The default message store is embeddable and transactional. It is both very fast and extremely reliable. Fuse Message Broker implements several different kinds of message store, including:
KahaDB message store
distributed KahaDB message store
Journaled JDBC adapter
Non-journaled JDBC adapter
Fuse Message Broker caches message using message cursors. A message cursor represents a batch of messages cached in memory. When necessary, a message cursor can be used to retrieve the batch of persisted messages through the persistence adapter. See Message Cursors for details.
By default, brokers are configured to use a persistence layer to ensure that persistent messages will survive a broker failure and meet the once-and-only-once requirement of the JMS specification. Having a broker's persistence layer configured comes with a cost in terms of resources used and speed, so for testing purposes or cases where persistence will never be required, it may make sense to disable a broker's persistence layer.
Deactivating a broker's persistence layer means that a broker will treat
all messages as non-persistent. If a producer sets a message's
JMSDeliveryMode property to PERSISTENT
the broker will not
respect the setting. The message will be delivered at-most-once instead of
once-and-only-once. This means that persistent messages will not
survive broker shutdown.
Persistence in Fuse Message Broker is controlled by a broker's XML configuration file. To change a
broker's persistence behavior you modify the configuration's broker
element's persistent
attribute.
Table 1.1. Setting a Broker's Persistence
Value | Description |
---|---|
true | The broker will use a persistent message store and respect the value of a message's JMSDeliveryMode setting. |
false | The broker will not use a persistent message store and will treat all messages as non-persistent regardless of the value of a message's JMSDeliveryMode setting. |
Example 1.1 shows a configuration snippet for turning off a broker's message persistence.
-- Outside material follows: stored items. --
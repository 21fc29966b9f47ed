//! Property-based test generators using proptest.
//!
//! Provides strategies for change numbers, cookies, attribute values and
//! update messages.

use ecl_protocol::{
    Attribute, AttributeDescription, ChangeNumber, Modification, ModificationType,
    MultiDomainCookie, UpdateMsg, UpdateOperation,
};
use proptest::prelude::*;
use uuid::Uuid;

/// Largest timestamp that still renders as a four-digit year.
pub const MAX_RENDERABLE_TIME: u64 = 253_402_300_799_999;

/// Strategy for change numbers with a renderable change time.
pub fn change_number_strategy() -> impl Strategy<Value = ChangeNumber> {
    (0..=MAX_RENDERABLE_TIME, any::<u16>(), any::<u32>())
        .prop_map(|(time, server, seq)| ChangeNumber::new(time, server, seq))
}

/// Strategy for domain ids shaped like suffix DNs.
pub fn domain_strategy() -> impl Strategy<Value = String> {
    prop::string::string_regex("(dc|o|ou)=[a-z][a-z0-9-]{0,10}(,dc=[a-z]{2,6}){0,2}")
        .expect("Invalid regex")
}

/// Strategy for cookies over up to `max_domains` domains.
pub fn cookie_strategy(max_domains: usize) -> impl Strategy<Value = MultiDomainCookie> {
    prop::collection::btree_map(domain_strategy(), change_number_strategy(), 0..=max_domains)
        .prop_map(|domains| {
            let mut cookie = MultiDomainCookie::new();
            for (domain, csn) in domains {
                cookie
                    .advance(&domain, csn)
                    .expect("generated domains are valid");
            }
            cookie
        })
}

/// Strategy for arbitrary attribute values.
pub fn attribute_value_strategy() -> impl Strategy<Value = Vec<u8>> {
    prop::collection::vec(any::<u8>(), 0..64)
}

/// Strategy for values that are written without base64.
pub fn plain_value_strategy() -> impl Strategy<Value = String> {
    prop::string::string_regex("[A-Za-z0-9]([ -~]{0,30}[A-Za-z0-9])?").expect("Invalid regex")
}

/// Strategy for RDN values that need no DN escaping.
pub fn rdn_value_strategy() -> impl Strategy<Value = String> {
    prop::string::string_regex("[a-z][a-z0-9.]{0,15}").expect("Invalid regex")
}

/// Strategy for attribute names.
pub fn attribute_name_strategy() -> impl Strategy<Value = String> {
    prop::string::string_regex("[a-z][a-zA-Z0-9]{0,15}").expect("Invalid regex")
}

/// Strategy for attributes with arbitrary values.
pub fn attribute_strategy() -> impl Strategy<Value = Attribute> {
    (
        attribute_name_strategy(),
        prop::collection::vec(attribute_value_strategy(), 1..4),
    )
        .prop_map(|(name, values)| Attribute::binary(AttributeDescription::new(name), values))
}

/// Strategy for modifications.
pub fn modification_strategy() -> impl Strategy<Value = Modification> {
    let mod_type = prop_oneof![
        Just(ModificationType::Add),
        Just(ModificationType::Delete),
        Just(ModificationType::Replace),
        Just(ModificationType::Increment),
    ];
    (mod_type, attribute_strategy()).prop_map(|(mod_type, attribute)| {
        Modification::new(mod_type, attribute)
    })
}

/// Strategy for update operations of every kind.
pub fn update_operation_strategy() -> impl Strategy<Value = UpdateOperation> {
    prop_oneof![
        prop::collection::vec(attribute_strategy(), 0..4).prop_map(|attrs| {
            UpdateOperation::add(&attrs).expect("attributes encode")
        }),
        prop::collection::vec(modification_strategy(), 1..4).prop_map(|mods| {
            UpdateOperation::modify(&mods).expect("modifications encode")
        }),
        (rdn_value_strategy(), any::<bool>(), any::<bool>()).prop_map(
            |(value, moved, delete_old)| {
                let superior = moved.then(|| "ou=Moved,dc=example,dc=com".to_string());
                UpdateOperation::modify_dn(format!("cn={value}"), superior, delete_old)
            }
        ),
        prop::collection::vec(attribute_strategy(), 0..4).prop_map(|attrs| {
            UpdateOperation::delete(&attrs).expect("attributes encode")
        }),
    ]
}

/// Strategy for update messages targeting entries below `dc=example,dc=com`.
pub fn update_msg_strategy() -> impl Strategy<Value = UpdateMsg> {
    (
        change_number_strategy(),
        rdn_value_strategy(),
        any::<u128>(),
        update_operation_strategy(),
    )
        .prop_map(|(csn, uid, id, operation)| {
            UpdateMsg::new(
                csn,
                format!("uid={uid},ou=People,dc=example,dc=com"),
                Uuid::from_u128(id),
                operation,
            )
        })
}

/// Configuration for property tests.
#[derive(Debug, Clone)]
pub struct PropTestConfig {
    /// Number of test cases to run.
    pub cases: u32,
    /// Maximum shrink iterations.
    pub max_shrink_iters: u32,
}

impl Default for PropTestConfig {
    fn default() -> Self {
        Self {
            cases: 256,
            max_shrink_iters: 1000,
        }
    }
}

impl PropTestConfig {
    /// Creates a configuration for quick tests.
    #[must_use]
    pub fn quick() -> Self {
        Self {
            cases: 32,
            max_shrink_iters: 100,
        }
    }

    /// Creates a configuration for thorough tests.
    #[must_use]
    pub fn thorough() -> Self {
        Self {
            cases: 1024,
            max_shrink_iters: 10000,
        }
    }

    /// Converts to proptest config.
    #[must_use]
    pub fn to_proptest_config(&self) -> ProptestConfig {
        ProptestConfig {
            cases: self.cases,
            max_shrink_iters: self.max_shrink_iters,
            ..ProptestConfig::default()
        }
    }
}

#[cfg(test)]
mod tests {
    use super::*;
    use base64::engine::general_purpose::STANDARD;
    use base64::Engine;
    use ecl_protocol::ldif::{encode_attributes, needs_base64_encoding};
    use ecl_protocol::{ChangelogSchema, ChangelogUpdate, Synthesizer};

    proptest! {
        #![proptest_config(PropTestConfig::quick().to_proptest_config())]

        #[test]
        fn cookie_roundtrip(cookie in cookie_strategy(4)) {
            let encoded = cookie.encode();
            prop_assert_eq!(MultiDomainCookie::decode(&encoded).unwrap(), cookie);
        }

        #[test]
        fn change_number_roundtrip(csn in change_number_strategy()) {
            let text = csn.to_string();
            prop_assert_eq!(text.len(), 28);
            prop_assert_eq!(text.parse::<ChangeNumber>().unwrap(), csn);
            prop_assert!(csn.change_time().is_ok());
        }

        #[test]
        fn advance_never_regresses(
            cookie in cookie_strategy(3),
            domain in domain_strategy(),
            csn in change_number_strategy(),
        ) {
            let before = cookie.get(&domain);
            let after = cookie.clone().advanced(&domain, csn).unwrap();
            let seen = after.get(&domain).unwrap();
            prop_assert!(seen >= csn);
            if let Some(before) = before {
                prop_assert!(seen >= before);
            }
            prop_assert!(cookie.compare(&after) != ecl_protocol::CookieOrdering::Greater);
        }

        #[test]
        fn escaped_values_decode_to_original(
            name in attribute_name_strategy(),
            value in attribute_value_strategy(),
        ) {
            let attr = Attribute::binary(AttributeDescription::new(name.clone()), vec![value.clone()]);
            let line = encode_attributes(&[attr]);
            let body = line.strip_suffix('\n').unwrap();
            if let Some(encoded) = body.strip_prefix(&format!("{name}:: ")) {
                prop_assert!(needs_base64_encoding(&value) || std::str::from_utf8(&value).is_err());
                prop_assert_eq!(STANDARD.decode(encoded).unwrap(), value);
            } else {
                let plain = body.strip_prefix(&format!("{name}: ")).unwrap();
                prop_assert!(!needs_base64_encoding(&value));
                prop_assert_eq!(plain.as_bytes(), value.as_slice());
            }
        }

        #[test]
        fn plain_values_are_not_escaped(value in plain_value_strategy()) {
            prop_assert!(!needs_base64_encoding(value.as_bytes()));
        }

        #[test]
        fn every_update_synthesizes(msg in update_msg_strategy()) {
            let schema = ChangelogSchema::default();
            let synth = Synthesizer::new(&schema);
            let update = ChangelogUpdate {
                service_id: "dc=example,dc=com".to_string(),
                cookie: MultiDomainCookie::new().advanced("dc=example,dc=com", msg.csn).unwrap(),
                update: msg,
            };
            let record = synth.synthesize(&update).unwrap();
            let entry = synth.to_entry(&record);
            prop_assert_eq!(entry.first_value("replicationCSN"), Some(update.update.csn.to_string()));
            prop_assert!(entry.first_value("cookie").unwrap().contains("dc=example,dc=com:"));
        }
    }
}
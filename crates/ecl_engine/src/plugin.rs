//! Pre- and post-operation plugin hooks.

use crate::operation::{SearchOutcome, SearchRequest};
use ecl_protocol::{Dn, ResultCode};

/// What a plugin decided.
#[derive(Debug, Clone, PartialEq, Eq)]
pub enum PluginResult {
    /// Keep processing.
    Continue,
    /// End the operation with this result.
    Stop {
        /// Result code.
        code: ResultCode,
        /// Diagnostic message.
        message: Option<String>,
        /// Matched DN.
        matched_dn: Option<Dn>,
        /// Referral URLs.
        referrals: Vec<String>,
    },
}

impl PluginResult {
    /// A stop with only a result code and message.
    pub fn stop(code: ResultCode, message: impl Into<String>) -> Self {
        PluginResult::Stop {
            code,
            message: Some(message.into()),
            matched_dn: None,
            referrals: Vec::new(),
        }
    }
}

/// Plugin pipeline invoked around each search.
///
/// Each hook runs once per search; `post_operation` runs whenever
/// `pre_operation` ran, whatever the outcome.
pub trait SearchPlugins: Send + Sync {
    /// Runs before the update source is opened.
    fn pre_operation(&self, request: &SearchRequest) -> PluginResult;

    /// Runs after processing ends.
    fn post_operation(&self, request: &SearchRequest, outcome: &SearchOutcome) -> PluginResult;
}

/// No plugins.
#[derive(Debug, Clone, Copy, Default)]
pub struct NoopPlugins;

impl SearchPlugins for NoopPlugins {
    fn pre_operation(&self, _request: &SearchRequest) -> PluginResult {
        PluginResult::Continue
    }

    fn post_operation(&self, _request: &SearchRequest, _outcome: &SearchOutcome) -> PluginResult {
        PluginResult::Continue
    }
}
Fuse Message Broker offers a number of different persistence mechanisms besides the default
message store. To use one of the alternative message stores, or to modify the behavior
of the default message store, you need to configure the persistence adapter. This is done
by adding a persistenceAdapter
element or a
persistenceFactory
element (depending on the kind of adapter you
want to use) to the broker's configuration file.